I negozi B2C vendono ai consumatori finali e si concentrano sull'esperienza dell'utente, sulla rapidità del checkout e sull'ottimizzazione della conversione. I negozi B2B hanno spesso requisiti più complessi: prezzi specifici per il cliente, prezzi graduati, processi di approvazione, richieste di preventivo, prezzi netti e integrazione nei sistemi di acquisto del cliente. Molti sistemi per negozi coprono entrambe le aree, ma le soluzioni B2B specializzate come Intershop o Spryker offrono funzionalità più approfondite.
Ho bisogno di un sistema di negozio senza testa?
Nella maggior parte dei casi: no.
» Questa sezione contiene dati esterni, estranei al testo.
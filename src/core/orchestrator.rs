//! # Test Orchestrator / 测试编排器
//!
//! Runs every requested target, one after another, and turns their exit
//! codes into a single verdict. A failing target does not stop the targets
//! scheduled after it, but any failure fails the invocation.
//!
//! 逐个运行每个请求的目标，并将它们的退出码转换为单一结论。
//! 失败的目标不会阻止其后已调度的目标，但任何失败都会导致整个调用失败。

use anyhow::Result;
use colored::*;
use std::time::Instant;

use crate::core::environment::ZenDevEnvironment;
use crate::core::models::{OrchestrationError, Target, TargetOutcome, TestOptions};
use crate::core::planner::{ExecutionPlan, plan_execution};
use crate::core::runners::{run_product_tests, run_serviced_tests, run_zep_tests};
use crate::infra::command::Executor;
use crate::infra::t;
use crate::reporting::console::print_summary;

/// The main entry point for `zendev test`.
///
/// # Returns
/// The outcome of every executed target when all of them passed. Otherwise
/// an error: [`OrchestrationError::NoTestsSpecified`] when nothing was
/// selected (no process is started), [`OrchestrationError::SomeTestsFailed`]
/// when a target returned non-zero, or the fatal error a runner raised.
///
/// `zendev test` 的主入口。
/// 所有目标都通过时返回每个已执行目标的结果；否则返回错误：未选择任何目标时为
/// [`OrchestrationError::NoTestsSpecified`]（不会启动任何进程），有目标返回非零时为
/// [`OrchestrationError::SomeTestsFailed`]，或运行器抛出的致命错误。
pub async fn run_tests<E: Executor>(
    executor: &E,
    env: &ZenDevEnvironment,
    options: &TestOptions,
) -> Result<Vec<TargetOutcome>> {
    let plan = plan_execution(&options.selection);
    if plan.is_empty() {
        return Err(OrchestrationError::NoTestsSpecified.into());
    }

    let outcomes = execute_plan(executor, env, options, &plan).await?;
    print_summary(&outcomes);
    evaluate(outcomes)
}

/// Runs the planned targets in order and collects their outcomes.
/// Fatal runner errors stop the remaining targets.
pub async fn execute_plan<E: Executor>(
    executor: &E,
    env: &ZenDevEnvironment,
    options: &TestOptions,
    plan: &ExecutionPlan,
) -> Result<Vec<TargetOutcome>> {
    if !plan.ignored_products.is_empty() {
        let ignored: Vec<String> = plan.ignored_products.iter().map(ToString::to_string).collect();
        println!(
            "{}",
            t!("orchestrator.ignored_products", products = ignored.join(", ")).yellow()
        );
    }

    let mut outcomes = Vec::with_capacity(plan.targets.len());
    for &target in &plan.targets {
        println!("\n{}", t!("orchestrator.running_target", target = target).bold());
        let start_time = Instant::now();
        let code = run_target(executor, env, options, target).await?;
        let duration = start_time.elapsed();

        if code == 0 {
            println!(
                "{}",
                t!("orchestrator.target_passed", target = target, duration = format!("{duration:.2?}"))
                    .green()
            );
        } else {
            println!(
                "{}",
                t!(
                    "orchestrator.target_failed",
                    target = target,
                    code = code,
                    duration = format!("{duration:.2?}")
                )
                .red()
            );
        }
        outcomes.push(TargetOutcome {
            target,
            code,
            duration,
        });
    }
    Ok(outcomes)
}

/// Dispatches a target to its runner.
pub async fn run_target<E: Executor>(
    executor: &E,
    env: &ZenDevEnvironment,
    options: &TestOptions,
    target: Target,
) -> Result<i32> {
    match target {
        Target::Product(product) => run_product_tests(executor, env, options, product).await,
        Target::Zep => run_zep_tests(executor, env, options).await,
        Target::ServicedUnit => run_serviced_tests(executor, env, options, false).await,
        Target::ServicedSmoke => run_serviced_tests(executor, env, options, true).await,
    }
}

/// Folds the outcomes into the overall verdict.
///
/// This is also usable on its own, for outcomes gathered outside
/// [`run_tests`], so an empty list is rejected here as well.
///
/// 将结果汇总为总体结论。也可单独用于在 [`run_tests`] 之外收集的结果，因此这里同样拒绝空列表。
pub fn evaluate(outcomes: Vec<TargetOutcome>) -> Result<Vec<TargetOutcome>> {
    if outcomes.is_empty() {
        return Err(OrchestrationError::NoTestsSpecified.into());
    }
    let failed: Vec<String> = outcomes
        .iter()
        .filter(|outcome| outcome.is_failure())
        .map(|outcome| outcome.target.to_string())
        .collect();
    if !failed.is_empty() {
        return Err(OrchestrationError::SomeTestsFailed { failed }.into());
    }
    Ok(outcomes)
}

#[cfg(test)]
mod tests {
    use super::*;
    use crate::core::models::Product;
    use std::time::Duration;

    fn outcome(target: Target, code: i32) -> TargetOutcome {
        TargetOutcome {
            target,
            code,
            duration: Duration::ZERO,
        }
    }

    #[test]
    fn evaluate_passes_when_every_code_is_zero() {
        let outcomes = vec![outcome(Target::Zep, 0), outcome(Target::ServicedUnit, 0)];
        assert_eq!(evaluate(outcomes).unwrap().len(), 2);
    }

    #[test]
    fn evaluate_fails_on_any_non_zero_code() {
        let outcomes = vec![
            outcome(Target::Product(Product::Core), 0),
            outcome(Target::ServicedSmoke, 2),
            outcome(Target::Zep, -1),
        ];
        let err = evaluate(outcomes).unwrap_err();
        assert_eq!(
            err.downcast_ref::<OrchestrationError>(),
            Some(&OrchestrationError::SomeTestsFailed {
                failed: vec!["serviced (smoke)".into(), "zep".into()],
            })
        );
    }

    #[test]
    fn evaluate_rejects_an_empty_run() {
        let err = evaluate(Vec::new()).unwrap_err();
        assert_eq!(
            err.downcast_ref::<OrchestrationError>(),
            Some(&OrchestrationError::NoTestsSpecified)
        );
    }
}
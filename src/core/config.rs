//! # Environment Configuration / 环境配置
//!
//! The TOML file describing a zendev environment: its name, where its
//! directories live and which repositories it manages.
//!
//! 描述 zendev 环境的 TOML 文件：环境名称、各目录的位置以及它管理的仓库。

use anyhow::{Context, Result};
use serde::{Deserialize, Serialize};
use std::collections::BTreeMap;
use std::fs;
use std::path::Path;

use crate::infra::t;

/// Default location of the environment configuration.
pub const DEFAULT_CONFIG_PATH: &str = "~/.zendev/environment.toml";

/// A repository managed by the environment.
/// 环境管理的一个仓库。
#[derive(Debug, Clone, Deserialize, Serialize, PartialEq, Eq)]
pub struct RepositoryConfig {
    /// Repository name, e.g. `control-center/serviced`.
    pub name: String,
    /// Checkout path. Relative paths resolve against the source root.
    /// 检出路径。相对路径基于源代码根目录解析。
    pub path: String,
    /// Products this repository's package belongs to. Empty means all.
    /// 此仓库的包所属的产品。为空表示全部。
    #[serde(default)]
    pub products: Vec<String>,
}

/// The whole environment configuration, loaded from a TOML file.
///
/// Directory fields left out default to subdirectories of `root`.
///
/// 从 TOML 文件加载的完整环境配置。
/// 未填写的目录字段默认为 `root` 的子目录。
#[derive(Debug, Clone, Deserialize, Serialize, PartialEq, Eq)]
pub struct EnvironmentConfig {
    /// Environment name; also the preferred image tag.
    pub name: String,
    pub root: String,
    #[serde(default)]
    pub srcroot: Option<String>,
    #[serde(default)]
    pub buildroot: Option<String>,
    #[serde(default)]
    pub zenhome: Option<String>,
    #[serde(default)]
    pub var_zenoss: Option<String>,
    /// Home directory mounted as the maven cache; defaults to `$HOME`.
    #[serde(default)]
    pub home: Option<String>,
    #[serde(default)]
    pub repositories: Vec<RepositoryConfig>,
    /// Extra variables for every child process.
    /// 传递给每个子进程的额外变量。
    #[serde(default)]
    pub env: BTreeMap<String, String>,
}

/// Loads an environment configuration file.
///
/// # Arguments
/// * `path` - Path to the TOML configuration file
///
/// # Returns
/// The parsed `EnvironmentConfig`, or an error with the offending path
pub fn load_environment_config(path: &Path) -> Result<EnvironmentConfig> {
    let content = fs::read_to_string(path)
        .with_context(|| t!("config.read_failed", path = path.display()))?;
    parse_environment_config(&content)
        .with_context(|| t!("config.parse_failed", path = path.display()))
}

/// Parses the TOML text of an environment configuration.
pub fn parse_environment_config(content: &str) -> Result<EnvironmentConfig> {
    Ok(toml::from_str(content)?)
}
Il commercio senza testa risolve problemi specifici: requisiti multicanale, front-end personalizzati, paesaggi di sistema complessi. Per un negozio standard con un sito web come unico canale, un sistema monolitico è quasi sempre la scelta più pragmatica. Headless diventa rilevante se il sistema esistente vi limita in modo evidente.
Qual è il sistema di negozi più diffuso in Germania?
Dipende dal segmento. WooCommerce ha il maggior numero di installazioni. Shopify è in forte crescita, soprattutto con i marchi D2C. Shopware è affermato nel settore delle PMI tedesche. JTL Shop ha una base di utenti fedeli nel commercio multicanale. SAP Commerce e Salesforce Commerce Cloud dominano il settore aziendale. Non esiste un'unica risposta a questa domanda: il mercato DACH è frammentato.
Shopify è conforme al GDPR?
In quanto azienda statunitense, Shopify elabora i dati anche negli Stati Uniti. Il trasferimento dei dati è possibile a determinate condizioni grazie al Data Privacy Framework UE-USA. Tuttavia, la conformità al GDPR non dipende solo dal sistema del negozio, ma anche dalla vostra configurazione: quali app utilizzate, quali strumenti di tracciamento sono integrati, come viene implementato il consenso ai cookie? La responsabilità è del gestore del negozio, non del fornitore della piattaforma.